Michael comes around, and his cute brunette neighbor has been replaced by Hank the security guard, who is of course cute in a completely different way. He asks the nurse (although he calls her "waitress," which is just several levels of gross) for the lady's name so he can return the glove she left behind. But naturally she can't give that information out. Poor Michael: shot from the HIPAA.
Kelly rips a paper heart in half and sticks it on the wall. "What are you doing?" Meredith asks. "Decorating," Kelly says. Meredith joins in, tearing the wings off a cupid so it just looks like a "stupid baby," and both their Valentine's Days just got a lot better.
Jim and Pam are at lunch at a restaurant with Phyllis and Bob Vance of Vance Refrigeration. The show has dropped that joke, of course, because it knows when it's run its course. Luckily, I don't suffer from that affliction. Bob Vance of Vance Refrigeration tells Jim, "I honestly don't know how you can work with that jackass. And that other jackass, and that new jackass." "Michael, Dwight and Andy," Phyllis translates, quite unnecessarily. Although Andy's been there for two years now. Actually, now that I think about it, I've never seen an office with such low employee turnover. And I worked at the same place for nine years once.

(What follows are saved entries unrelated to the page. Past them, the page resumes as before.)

impl Fdd {
    /// Empty drive with the given limits, seeded from the OS.
    pub fn new(geometry: DriveGeometry) -> Result<Self, FddError> {
        Self::build(geometry, SmallRng::from_os_rng())
    }

    /// Empty drive whose rotational jitter is reproducible.
    pub fn with_seed(geometry: DriveGeometry, seed: u64) -> Result<Self, FddError> {
        Self::build(geometry, SmallRng::seed_from_u64(seed))
    }

    fn build(geometry: DriveGeometry, rng: SmallRng) -> Result<Self, FddError> {
        let mut fdd = Self {
            declared: DriveGeometry::AUTO,
            heads: 0,
            cylinders: 0,
            disk: None,
            upside_down: false,
            unreadable: false,
            write_protect: false,
            head: 0,
            cylinder: 0,
            direction: StepDirection::In,
            pos: 0,
            tr00: true,
            index: false,
            motor_on: false,
            head_loaded: false,
            selected: false,
            rng,
        };
        fdd.init(geometry)?;
        Ok(fdd)
    }

    /// Reset to the unloaded state with new limits. Any inserted disk is
    /// dropped; use [`Fdd::unload`] first to keep it.
    pub fn init(&mut self, geometry: DriveGeometry) -> Result<(), FddError> {
        if geometry.heads > MAX_HEADS || geometry.cylinders > MAX_CYLINDERS {
            return Err(FddError::Geom);
        }
        self.declared = geometry;
        self.reset();
        Ok(())
    }

    /// Empty the drive and return it to its declared geometry, head parked
    /// on cylinder 0.
    fn reset(&mut self) {
        self.heads = self.declared.heads;
        self.cylinders = self.declared.cylinders;
        self.disk = None;
        self.upside_down = false;
        self.unreadable = false;
        self.write_protect = false;
        self.head = 0;
        self.cylinder = 0;
        self.direction = StepDirection::In;
        self.pos = 0;
        self.tr00 = true;
        self.index = false;
        self.motor_on = false;
        self.head_loaded = false;
    }

    /// Insert `disk`. A single-sided disk inserted `upside_down` is read by
    /// head 1 rather than head 0.
    pub fn load(&mut self, disk: Disk, upside_down: bool) -> Result<(), FddError> {
        if disk.is_closed() {
            return Err(FddError::Geom);
        }
        if self.declared.is_auto() {
            self.heads = disk.sides();
            self.cylinders = disk.cylinders();
        }
        self.unreadable = disk.cylinders() > self.cylinders;
        if self.unreadable {
            log::debug!(
                "fdd: {} cylinder disk in a {} cylinder drive is unreadable",
                disk.cylinders(),
                self.cylinders
            );
        }
        self.write_protect = disk.is_write_protected();
        self.upside_down = upside_down;
        log::debug!(
            "fdd: loaded {:?} disk, {} sides, {} cylinders",
            disk.kind(),
            disk.sides(),
            disk.cylinders()
        );
        self.disk = Some(disk);
        self.pos = 0;
        self.jitter(LOAD_FACT);
        Ok(())
    }

    /// Eject the disk, handing it back, and return the drive to its
    /// declared geometry.
    pub fn unload(&mut self) -> Option<Disk> {
        let disk = self.disk.take();
        let (motor, head, selected) = (self.motor_on, self.head_loaded, self.selected);
        self.reset();
        self.motor_on = motor;
        self.head_loaded = head;
        self.selected = selected;
        if disk.is_some() {
            log::debug!("fdd: unloaded");
        }
        disk
    }

    // -----------------------------------------------------------------------
    // Control lines
    // -----------------------------------------------------------------------

    pub fn set_motor(&mut self, on: bool) {
        if self.motor_on != on {
            log::trace!("fdd: motor {}", if on { "on" } else { "off" });
        }
        self.motor_on = on;
    }

    pub fn set_head_load(&mut self, load: bool) {
        self.head_loaded = load;
    }

    pub fn select(&mut self, selected: bool) {
        self.selected = selected;
    }

    /// Make `head` the active head. Ignored on single-headed drives.
    pub fn set_head(&mut self, head: u8) {
        if self.heads == 1 {
            return;
        }
        let head = head & 0x01;
        if head != self.head {
            self.head = head;
            self.jitter(HEAD_FACT);
        }
    }

    /// Move the head one cylinder, clamped to the drive's range.
    pub fn step(&mut self, direction: StepDirection) {
        self.direction = direction;
        let last = match self.cylinders {
            0 => MAX_CYLINDERS - 1,
            n => n - 1,
        };
        match direction {
            StepDirection::Out => self.cylinder = self.cylinder.saturating_sub(1),
            StepDirection::In if self.cylinder < last => self.cylinder += 1,
            StepDirection::In => {}
        }
        self.tr00 = self.cylinder == 0;
        log::trace!("fdd: step {direction:?} to cylinder {}", self.cylinder);
        self.jitter(STEP_FACT);
    }

    /// Flip a single-sided disk over.
    pub fn flip(&mut self, upside_down: bool) {
        self.upside_down = upside_down;
    }

    /// Change the write-protect tab of the inserted disk.
    pub fn set_write_protect(&mut self, protect: bool) {
        if let Some(disk) = self.disk.as_mut() {
            disk.set_write_protect(protect);
            self.write_protect = protect;
        }
    }

    // -----------------------------------------------------------------------
    // Data
    // -----------------------------------------------------------------------

    /// Surface under the head, if the drive can read it right now.
    fn surface(&self) -> Option<(u8, u8)> {
        if !self.selected || !self.is_ready() || !self.head_loaded || self.unreadable {
            return None;
        }
        let disk = self.disk.as_ref()?;
        let head = if self.upside_down { 1 - self.head } else { self.head };
        (head < disk.sides() && self.cylinder < disk.cylinders()).then_some((head, self.cylinder))
    }

    fn bpt(&self) -> usize {
        self.disk.as_ref().map_or(0, Disk::bpt)
    }

    fn jitter(&mut self, fact: usize) {
        let bpt = self.bpt();
        let span = bpt / fact;
        if span > 0 {
            self.pos = (self.pos + self.rng.random_range(0..span)) % bpt;
        }
    }

    /// Step past one byte. `index` goes high on the byte that completes a
    /// revolution.
    fn advance(&mut self) {
        let bpt = self.bpt();
        if bpt == 0 {
            return;
        }
        self.pos += 1;
        self.index = self.pos >= bpt;
        if self.index {
            self.pos = 0;
        }
    }

    /// Without a readable surface the disk still turns if it can.
    fn idle_spin(&mut self) {
        if self.disk.is_some() && self.motor_on {
            self.advance();
        }
    }

    /// Read the byte under the head and move on. `None` means no data:
    /// no disk, motor off, head unloaded or an unreadable surface.
    pub fn read_data(&mut self) -> Option<TrackByte> {
        let Some((head, cylinder)) = self.surface() else {
            self.idle_spin();
            return None;
        };
        if self.pos >= self.bpt() {
            self.pos = 0;
        }
        let byte = self.disk.as_ref()?.track(head, cylinder)?.byte_at(self.pos);
        self.advance();
        Some(byte)
    }

    /// Record `byte` under the head and move on. Without a readable surface
    /// the byte is dropped; on a protected disk the track is left untouched
    /// and [`FddError::RdOnly`] returned.
    pub fn write_data(&mut self, byte: TrackByte) -> Result<(), FddError> {
        let Some((head, cylinder)) = self.surface() else {
            self.idle_spin();
            return Ok(());
        };
        if self.write_protect {
            self.advance();
            return Err(FddError::RdOnly);
        }
        if self.pos >= self.bpt() {
            self.pos = 0;
        }
        let pos = self.pos;
        if let Some(disk) = self.disk.as_mut() {
            if let Some(mut track) = disk.track_mut(head, cylinder) {
                track.poke(pos, byte);
            }
            disk.set_dirty();
        }
        self.advance();
        Ok(())
    }

    /// Jump to the index hole, for commands that work from a known
    /// rotational reference.
    pub fn wait_index_hole(&mut self) {
        if !self.selected || !self.is_ready() {
            return;
        }
        self.pos = 0;
        self.index = true;
    }

    /// Let the disk turn by `bytes` without reading. `index` reports
    /// whether the index hole passed.
    pub fn rotate(&mut self, bytes: usize) {
        let bpt = self.bpt();
        if bpt == 0 || !self.motor_on {
            return;
        }
        let pos = self.pos + bytes;
        self.index = pos >= bpt;
        self.pos = pos % bpt;
    }

    // -----------------------------------------------------------------------
    // Sensors and state
    // -----------------------------------------------------------------------

    /// Whether the index hole is under the sensor now.
    #[must_use]
    pub fn index_hole(&self) -> bool {
        let bpt = self.bpt();
        self.is_ready() && bpt > 0 && self.pos < bpt / INDEX_HOLE_FRACTION
    }

    /// Whether the last byte exchanged (or rotation) passed the index.
    #[must_use]
    pub const fn index(&self) -> bool {
        self.index
    }

    #[must_use]
    pub const fn tr00(&self) -> bool {
        self.tr00
    }

    /// Disk inserted and motor running.
    #[must_use]
    pub const fn is_ready(&self) -> bool {
        self.disk.is_some() && self.motor_on
    }

    #[must_use]
    pub const fn is_loaded(&self) -> bool {
        self.disk.is_some()
    }

    #[must_use]
    pub const fn is_unreadable(&self) -> bool {
        self.unreadable
    }

    #[must_use]
    pub const fn is_write_protected(&self) -> bool {
        self.write_protect
    }

    #[must_use]
    pub const fn motor_on(&self) -> bool {
        self.motor_on
    }

    #[must_use]
    pub const fn head_loaded(&self) -> bool {
        self.head_loaded
    }

    #[must_use]
    pub const fn is_selected(&self) -> bool {
        self.selected
    }

    #[must_use]
    pub const fn head(&self) -> u8 {
        self.head
    }

    #[must_use]
    pub const fn cylinder(&self) -> u8 {
        self.cylinder
    }

    #[must_use]
    pub const fn direction(&self) -> StepDirection {
        self.direction
    }

    /// Rotational position within the track.
    #[must_use]
    pub const fn position(&self) -> usize {
        self.pos
    }

    /// Geometry in effect (the disk's when the drive is auto).
    #[must_use]
    pub const fn geometry(&self) -> DriveGeometry {
        DriveGeometry::new(self.heads, self.cylinders)
    }

    /// Bytes per track of the inserted disk, 0 when empty.
    #[must_use]
    pub fn bytes_per_track(&self) -> usize {
        self.bpt()
    }

    #[must_use]
    pub fn disk(&self) -> Option<&Disk> {
        self.disk.as_ref()
    }

    pub fn disk_mut(&mut self) -> Option<&mut Disk> {
        self.disk.as_mut()
    }
}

Michael's "convention" is a pretty sad affair, with everyone sitting in chairs in a circle in the conference room. I guess that's what happens when you have a party without half of the party planning committee. Michael suggests having everyone talk about their worst relationship stories, which so far consists of him trying to draw people out and then making them feel worse. You're welcome, Kelly.
At lunch, the couples exchange bowling stories. Their banter is the exact right level of not-quite-effortless. At least for Pam and Jim.
Up in the office, Oscar is telling a long story about a guy he approached, who said he wasn't gay, but was later sighted in a gay bar in Kansas City. Michael thinks that's a happy ending, since he turned out to be gay after all. "You should call him!" he encourages. Angela says her worst breakup was a two-fer. "They had a duel over me." Oscar says that everyone remembers what happened with Dwight and Andy, but Angela's talking about something that happened years ago in Ohio, with John Mark and John David. Michael asks where Andy is, and Oscar says he's on one of his honeymoons. You know how Andy was with his nonrefundable deposits. Oscar elaborates, "I think today he's hot-air ballooning, and then later he's got a couples massage." Kevin tells his breakup story, which was Stacey telling him abruptly one Sunday morning, "We're done." If such a communicative couple couldn't make a go of it, what chance do the rest of us have? Michael begins to have second thoughts about this whole idea, and says that instead of sitting around feeling sorry for themselves, they should go out and look for people. "There's a girl out there for all of us, maybe even in this office park," he says transparently. On the spot, he suggests a mixer, which Dwight rejects as a perversion of natural selection. "You're like the guy who invented the seat belt."